**WHAT IS REQUIRED:**
Find the lines of the material below that include the string "domain", then copy each one.

**DATA EXTRACT:**
○ ○ ○

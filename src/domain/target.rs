//! Target domain model
//!
//! A target is a named unit of build work with dependency constraints,
//! ordering hints, a conditional gate, and required inputs. Targets are
//! plain records: all constraints are explicit fields set at construction,
//! and the set of targets is immutable once validated into a graph.

use std::fmt;
use std::path::PathBuf;

use anyhow::Result;

use super::context::RunContext;

/// Predicate evaluated against the run context to decide whether a target
/// runs or is skipped
pub type Condition = Box<dyn Fn(&RunContext) -> bool>;

/// The opaque body of a target; fails by returning an error
pub type Action = Box<dyn Fn(&RunContext) -> Result<()>>;

/// A named unit of build work
pub struct Target {
    /// Unique name within a registration set
    pub name: String,

    /// Names of targets that must complete successfully before this one runs
    pub depends_on: Vec<String>,

    /// Names of targets this one must precede, if they are scheduled at all
    pub before: Vec<String>,

    /// Names of targets this one must follow, if they are scheduled at all
    pub after: Vec<String>,

    /// Named inputs that must be set (non-empty) for this target to execute
    pub requires: Vec<String>,

    /// Optional gate; when it evaluates false the target is skipped and
    /// treated as vacuously successful
    pub condition: Option<Condition>,

    /// The work itself
    pub action: Action,

    /// Declared output paths (advisory, not used for caching)
    pub produces: Vec<PathBuf>,

    /// Optional human-readable description
    pub description: Option<String>,
}

impl Target {
    /// Creates a target with the given name and action and no constraints
    pub fn new(
        name: impl Into<String>,
        action: impl Fn(&RunContext) -> Result<()> + 'static,
    ) -> Self {
        Self {
            name: name.into(),
            depends_on: Vec::new(),
            before: Vec::new(),
            after: Vec::new(),
            requires: Vec::new(),
            condition: None,
            action: Box::new(action),
            produces: Vec::new(),
            description: None,
        }
    }

    /// Returns true if the target's condition allows it to run
    ///
    /// Targets without a condition always run.
    pub fn is_enabled(&self, ctx: &RunContext) -> bool {
        self.condition.as_ref().map(|c| c(ctx)).unwrap_or(true)
    }

    /// Returns the first required input that is missing or empty, if any
    pub fn missing_requirement(&self, ctx: &RunContext) -> Option<&str> {
        self.requires
            .iter()
            .find(|input| !ctx.is_set(input))
            .map(String::as_str)
    }

    /// Iterates over every target name this target references
    pub fn references(&self) -> impl Iterator<Item = &str> {
        self.depends_on
            .iter()
            .chain(self.before.iter())
            .chain(self.after.iter())
            .map(String::as_str)
    }
}

impl fmt::Debug for Target {
    fn fmt(&self, f: &mut fmt::Formatter<'_>) -> fmt::Result {
        f.debug_struct("Target")
            .field("name", &self.name)
            .field("depends_on", &self.depends_on)
            .field("before", &self.before)
            .field("after", &self.after)
            .field("requires", &self.requires)
            .field("has_condition", &self.condition.is_some())
            .field("produces", &self.produces)
            .finish_non_exhaustive()
    }
}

○ ○ ○

**TASK RESPONSE:**
filename src/domain/target.rs
//! Target domain model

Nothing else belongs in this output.